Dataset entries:
============

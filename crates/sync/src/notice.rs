use serde::Serialize;
use std::fmt;

/// Severity of a user-facing notice.
#[derive(Debug, Clone, Copy, PartialEq, Eq, Serialize)]
#[serde(rename_all = "snake_case")]
pub enum NoticeLevel {
    Success,
    Info,
    Error,
}

/// A toast/banner message for the user.
#[derive(Debug, Clone, PartialEq, Eq, Serialize)]
pub struct Notice {
    pub level: NoticeLevel,
    pub message: String,
}

impl Notice {
    #[must_use]
    pub fn success(message: impl Into<String>) -> Self {
        Notice {
            level: NoticeLevel::Success,
            message: message.into(),
        }
    }

    #[must_use]
    pub fn info(message: impl Into<String>) -> Self {
        Notice {
            level: NoticeLevel::Info,
            message: message.into(),
        }
    }

    #[must_use]
    pub fn error(message: impl Into<String>) -> Self {
        Notice {
            level: NoticeLevel::Error,
            message: message.into(),
        }
    }

    #[must_use]
    pub fn is_error(&self) -> bool {
        self.level == NoticeLevel::Error
    }
}

impl fmt::Display for Notice {
    fn fmt(&self, f: &mut fmt::Formatter<'_>) -> fmt::Result {
        write!(f, "{}", self.message)
    }
}
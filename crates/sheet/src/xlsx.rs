use crate::book::Book;
use crate::cell::CellValue;
use crate::error::{Result, SheetError};
use crate::sheet::Sheet;
use calamine::{open_workbook, Data, Reader, Xlsx, XlsxError};
use rust_xlsxwriter::{ColNum, RowNum, Workbook, Worksheet};
use std::fs::File;
use std::io::{BufReader, Cursor, Read, Seek};
use std::path::Path;

/// Convert calamine Data to CellValue
fn data_to_cell_value(data: &Data) -> CellValue {
    match data {
        Data::Empty => CellValue::Null,
        Data::Bool(b) => CellValue::Bool(*b),
        Data::Int(i) => CellValue::Int(*i),
        Data::Float(f) => CellValue::Float(*f),
        Data::String(s) => CellValue::String(s.clone()),
        // Excel stores dates as days since 1899-12-30
        Data::DateTime(dt) => CellValue::Float(dt.as_f64()),
        Data::DateTimeIso(s) => CellValue::String(s.clone()),
        Data::DurationIso(s) => CellValue::String(s.clone()),
        Data::Error(e) => CellValue::String(format!("#ERROR: {e:?}")),
    }
}

fn read_sheet<RS: Read + Seek>(workbook: &mut Xlsx<RS>, sheet_name: &str) -> Result<Sheet> {
    let range = workbook
        .worksheet_range(sheet_name)
        .map_err(|e: XlsxError| SheetError::load(format!("sheet '{sheet_name}'"), e))?;

    let grid: Vec<Vec<CellValue>> = range
        .rows()
        .map(|row| row.iter().map(data_to_cell_value).collect())
        .collect();

    Ok(Sheet::from_grid(sheet_name, grid))
}

fn read_book<RS: Read + Seek>(mut workbook: Xlsx<RS>) -> Result<Book> {
    let mut book = Book::new();
    for sheet_name in workbook.sheet_names() {
        let sheet = read_sheet(&mut workbook, &sheet_name)?;
        book.add_sheet(&sheet_name, sheet)?;
    }
    Ok(book)
}

fn open_path(path: &Path) -> Result<Xlsx<BufReader<File>>> {
    if !path.exists() {
        return Err(SheetError::FileNotFound {
            path: path.to_path_buf(),
        });
    }
    open_workbook(path).map_err(|e: XlsxError| SheetError::load(path.display().to_string(), e))
}

/// Write a sheet's header and rows into a worksheet.
///
/// Missing cells and empty strings are left blank.
fn write_to_worksheet(sheet: &Sheet, worksheet: &mut Worksheet) -> Result<()> {
    worksheet.set_name(sheet.name()).map_err(SheetError::write)?;

    for (row_idx, row) in sheet.grid().enumerate() {
        let row_num =
            RowNum::try_from(row_idx).map_err(|_| SheetError::write("Row index overflow"))?;
        for (col_idx, cell) in row.iter().enumerate() {
            let col_num = ColNum::try_from(col_idx)
                .map_err(|_| SheetError::write("Column index overflow"))?;

            let written = match cell {
                CellValue::Null => continue,
                CellValue::Float(f) if f.is_nan() => continue,
                CellValue::String(s) if s.is_empty() => continue,
                CellValue::Bool(b) => worksheet.write_boolean(row_num, col_num, *b),
                // Note: Excel stores all numbers as f64, so integers > 2^53
                // (9,007,199,254,740,992) may lose precision
                CellValue::Int(i) => worksheet.write_number(row_num, col_num, *i as f64),
                CellValue::Float(f) => worksheet.write_number(row_num, col_num, *f),
                CellValue::String(s) => worksheet.write_string(row_num, col_num, s),
            };
            written.map_err(SheetError::write)?;
        }
    }

    Ok(())
}

impl Sheet {
    /// Load a specific sheet from an Excel file by name
    ///
    /// # Errors
    ///
    /// Returns error if file cannot be opened, sheet not found, or read fails.
    pub fn from_xlsx_sheet<P: AsRef<Path>>(path: P, sheet_name: &str) -> Result<Self> {
        let mut workbook = open_path(path.as_ref())?;
        if !workbook.sheet_names().iter().any(|name| name == sheet_name) {
            return Err(SheetError::SheetNotFound {
                name: sheet_name.to_string(),
            });
        }
        read_sheet(&mut workbook, sheet_name)
    }
}

impl Book {
    /// Load a book from an Excel file (all sheets)
    ///
    /// # Errors
    ///
    /// Returns error if file cannot be opened or read.
    pub fn from_xlsx<P: AsRef<Path>>(path: P) -> Result<Self> {
        read_book(open_path(path.as_ref())?)
    }

    /// Load a book from the bytes of an Excel file
    ///
    /// # Errors
    ///
    /// Returns error if the bytes are not a readable workbook.
    pub fn from_xlsx_bytes(bytes: Vec<u8>) -> Result<Self> {
        let workbook = Xlsx::new(Cursor::new(bytes))
            .map_err(|e: XlsxError| SheetError::load("workbook", e))?;
        read_book(workbook)
    }

    /// Render the book as the bytes of an Excel file
    ///
    /// # Errors
    ///
    /// Returns error if a sheet cannot be written.
    pub fn to_xlsx_bytes(&self) -> Result<Vec<u8>> {
        let mut workbook = Workbook::new();

        for (_, sheet) in self.sheets() {
            let worksheet = workbook.add_worksheet();
            write_to_worksheet(sheet, worksheet)?;
        }

        workbook.save_to_buffer().map_err(SheetError::write)
    }

    /// Save the book to an Excel file (not atomic; see `WorkbookStore`)
    ///
    /// # Errors
    ///
    /// Returns error if file cannot be created or written.
    pub fn save_as_xlsx<P: AsRef<Path>>(&self, path: P) -> Result<()> {
        let path = path.as_ref();
        let bytes = self.to_xlsx_bytes()?;
        std::fs::write(path, bytes).map_err(|e| SheetError::save_io(path, e))
    }

    /// Get sheet names from an Excel file without loading data
    ///
    /// # Errors
    ///
    /// Returns error if file cannot be opened.
    pub fn xlsx_sheet_names<P: AsRef<Path>>(path: P) -> Result<Vec<String>> {
        Ok(open_path(path.as_ref())?.sheet_names())
    }
}
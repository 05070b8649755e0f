//! Cell-level change detection between a snapshot and an edited sheet.

use serde::{Serialize, Serializer};
use std::collections::BTreeMap;
use tabkeep_sheet::{CellValue, Sheet};

/// Address of a cell: data row index and column name.
#[derive(Debug, Clone, PartialEq, Eq, PartialOrd, Ord, Hash)]
pub struct CellKey {
    pub row: usize,
    pub column: String,
}

impl CellKey {
    #[must_use]
    pub fn new(row: usize, column: &str) -> Self {
        CellKey {
            row,
            column: column.to_string(),
        }
    }
}

/// What happened to one cell.
#[derive(Debug, Clone, PartialEq, Serialize)]
#[serde(tag = "kind", content = "value", rename_all = "snake_case")]
pub enum CellChange {
    /// The cell now holds this value.
    Set(CellValue),
    /// The cell had a value and is now empty.
    Cleared,
}

impl CellChange {
    /// The value the cell should hold after the change.
    #[must_use]
    pub fn value(&self) -> CellValue {
        match self {
            CellChange::Set(value) => value.clone(),
            CellChange::Cleared => CellValue::Null,
        }
    }
}

/// Sparse set of unsaved cell edits for one sheet.
#[derive(Debug, Clone, Default, PartialEq)]
pub struct PendingChanges {
    cells: BTreeMap<CellKey, CellChange>,
}

impl PendingChanges {
    #[must_use]
    pub fn new() -> Self {
        Self::default()
    }

    #[must_use]
    pub fn len(&self) -> usize {
        self.cells.len()
    }

    #[must_use]
    pub fn is_empty(&self) -> bool {
        self.cells.is_empty()
    }

    /// The change recorded for a cell, if any
    #[must_use]
    pub fn get(&self, row: usize, column: &str) -> Option<&CellChange> {
        self.cells.get(&CellKey::new(row, column))
    }

    pub fn insert(&mut self, key: CellKey, change: CellChange) {
        self.cells.insert(key, change);
    }

    pub fn clear(&mut self) {
        self.cells.clear();
    }

    /// Iterate in (row, column) order
    pub fn iter(&self) -> impl Iterator<Item = (&CellKey, &CellChange)> {
        self.cells.iter()
    }

    /// Write every pending change into `sheet`.
    ///
    /// Entries whose row is out of range or whose column no longer exists
    /// are skipped. Returns how many cells were written.
    pub fn apply_to(&self, sheet: &mut Sheet) -> usize {
        let mut applied = 0;
        for (key, change) in &self.cells {
            let Some(col) = sheet.column_index(&key.column) else {
                continue;
            };
            if sheet.set(key.row, col, change.value()).is_ok() {
                applied += 1;
            }
        }
        applied
    }
}

#[derive(Serialize)]
struct PendingEntry<'a> {
    row: usize,
    column: &'a str,
    #[serde(flatten)]
    change: &'a CellChange,
}

impl Serialize for PendingChanges {
    fn serialize<S: Serializer>(&self, serializer: S) -> Result<S::Ok, S::Error> {
        serializer.collect_seq(self.cells.iter().map(|(key, change)| PendingEntry {
            row: key.row,
            column: &key.column,
            change,
        }))
    }
}

/// Result of comparing a snapshot against an edited sheet.
#[derive(Debug, Clone, Default, PartialEq)]
pub struct ChangeReport {
    /// Cells whose value differs.
    pub changes: PendingChanges,
    /// Rows or columns were added, removed or reordered.
    pub structural: bool,
}

impl ChangeReport {
    /// Whether the edited sheet differs from the snapshot at all.
    #[must_use]
    pub fn has_changes(&self) -> bool {
        self.structural || !self.changes.is_empty()
    }
}

/// Compare `previous` against `current` cell by cell.
///
/// Only cells inside `previous` are visited; rows past the end of `current`
/// and columns missing from it are skipped. Columns are matched by name.
#[must_use]
pub fn detect(previous: &Sheet, current: &Sheet) -> ChangeReport {
    let mut changes = PendingChanges::new();
    let rows = previous.row_count().min(current.row_count());

    for (prev_col, column) in previous.column_names().iter().enumerate() {
        let Some(cur_col) = current.column_index(column) else {
            continue;
        };

        for row in 0..rows {
            let (Ok(before), Ok(after)) = (previous.get(row, prev_col), current.get(row, cur_col))
            else {
                continue;
            };

            let change = match (before.is_missing(), after.is_missing()) {
                (true, true) => None,
                (true, false) => Some(CellChange::Set(after.clone())),
                (false, true) => Some(CellChange::Cleared),
                (false, false) if before.same_as(after) => None,
                (false, false) => Some(CellChange::Set(after.clone())),
            };

            if let Some(change) = change {
                changes.insert(CellKey::new(row, column), change);
            }
        }
    }

    let structural = previous.row_count() != current.row_count()
        || previous.column_names() != current.column_names();

    tracing::debug!(
        sheet = current.name(),
        changed = changes.len(),
        structural,
        "compared sheet against snapshot"
    );

    ChangeReport {
        changes,
        structural,
    }
}
//! Where pattern file text comes from.

use std::collections::HashMap;
use std::io;
use std::path::{Component, Path, PathBuf};

use crate::domain::{PatternError, presets};

/// Read-only store of pattern files
pub trait PatternSource {
    /// Raw text of the file at `path`
    fn read(&self, path: &Path) -> Result<String, PatternError>;

    /// Identity of `path` used to detect a composite reaching itself
    fn key(&self, path: &Path) -> PathBuf {
        normalize(path)
    }
}

/// Lexically clean a path: drop `.` and fold `..` into its parent
pub fn normalize(path: &Path) -> PathBuf {
    let mut out = PathBuf::new();
    for component in path.components() {
        match component {
            Component::CurDir => {}
            Component::ParentDir if matches!(out.components().next_back(), Some(Component::Normal(_))) => {
                out.pop();
            }
            other => out.push(other.as_os_str()),
        }
    }
    out
}

/// Pattern files on disk, relative paths resolved against `root`
#[derive(Clone, Debug)]
pub struct FileSource {
    root: PathBuf,
}

impl FileSource {
    pub fn new(root: impl Into<PathBuf>) -> Self {
        Self { root: root.into() }
    }

    pub fn root(&self) -> &Path {
        &self.root
    }
}

impl PatternSource for FileSource {
    fn read(&self, path: &Path) -> Result<String, PatternError> {
        let full = self.root.join(path);
        std::fs::read_to_string(&full).map_err(|source| PatternError::Io { path: full, source })
    }
}

/// Named in-memory pattern texts
#[derive(Clone, Debug, Default)]
pub struct MemorySource {
    files: HashMap<PathBuf, String>,
}

impl MemorySource {
    pub fn new() -> Self {
        Self::default()
    }

    /// Source holding every built-in preset under its file name
    pub fn with_presets() -> Self {
        presets::all_patterns()
            .into_iter()
            .fold(Self::new(), |s, p| s.with(p.file_name, p.source))
    }

    /// Add a file (builder pattern)
    pub fn with(mut self, path: impl AsRef<Path>, text: impl Into<String>) -> Self {
        self.insert(path, text);
        self
    }

    pub fn insert(&mut self, path: impl AsRef<Path>, text: impl Into<String>) {
        self.files.insert(normalize(path.as_ref()), text.into());
    }
}

impl PatternSource for MemorySource {
    fn read(&self, path: &Path) -> Result<String, PatternError> {
        self.files.get(&normalize(path)).cloned().ok_or_else(|| PatternError::Io {
            path: path.to_path_buf(),
            source: io::Error::new(io::ErrorKind::NotFound, "no such pattern"),
        })
    }
}

/// Files first, then the built-in presets for names not found on disk
#[derive(Clone, Debug)]
pub struct LayeredSource {
    files: FileSource,
    builtin: MemorySource,
}

impl LayeredSource {
    pub fn new(files: FileSource) -> Self {
        Self { files, builtin: MemorySource::with_presets() }
    }
}

impl PatternSource for LayeredSource {
    fn read(&self, path: &Path) -> Result<String, PatternError> {
        match self.files.read(path) {
            Err(PatternError::Io { source, .. }) if source.kind() == io::ErrorKind::NotFound => {
                self.builtin.read(path).map_err(|_| PatternError::Io {
                    path: self.files.root().join(path),
                    source,
                })
            }
            other => other,
        }
    }
}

============

PROBLEM TO SOLVE :: Return the entries above unchanged, starting at the first line and stopping after the line with "impl fmt::Display for".

ANSWER FOR THE TASK ::
filename crates/sync/src/notice.rs
use serde::Serialize;
use std::fmt;

/// Severity of a user-facing notice.
#[derive(Debug, Clone, Copy, PartialEq, Eq, Serialize)]
#[serde(rename_all = "snake_case")]
pub enum NoticeLevel {
    Success,
    Info,
    Error,
}

/// A toast/banner message for the user.
#[derive(Debug, Clone, PartialEq, Eq, Serialize)]
pub struct Notice {
    pub level: NoticeLevel,
    pub message: String,
}

impl Notice {
    #[must_use]
    pub fn success(message: impl Into<String>) -> Self {
        Notice {
            level: NoticeLevel::Success,
            message: message.into(),
        }
    }

    #[must_use]
    pub fn info(message: impl Into<String>) -> Self {
        Notice {
            level: NoticeLevel::Info,
            message: message.into(),
        }
    }

    #[must_use]
    pub fn error(message: impl Into<String>) -> Self {
        Notice {
            level: NoticeLevel::Error,
            message: message.into(),
        }
    }

    #[must_use]
    pub fn is_error(&self) -> bool {
        self.level == NoticeLevel::Error
    }
}

impl fmt::Display for Notice {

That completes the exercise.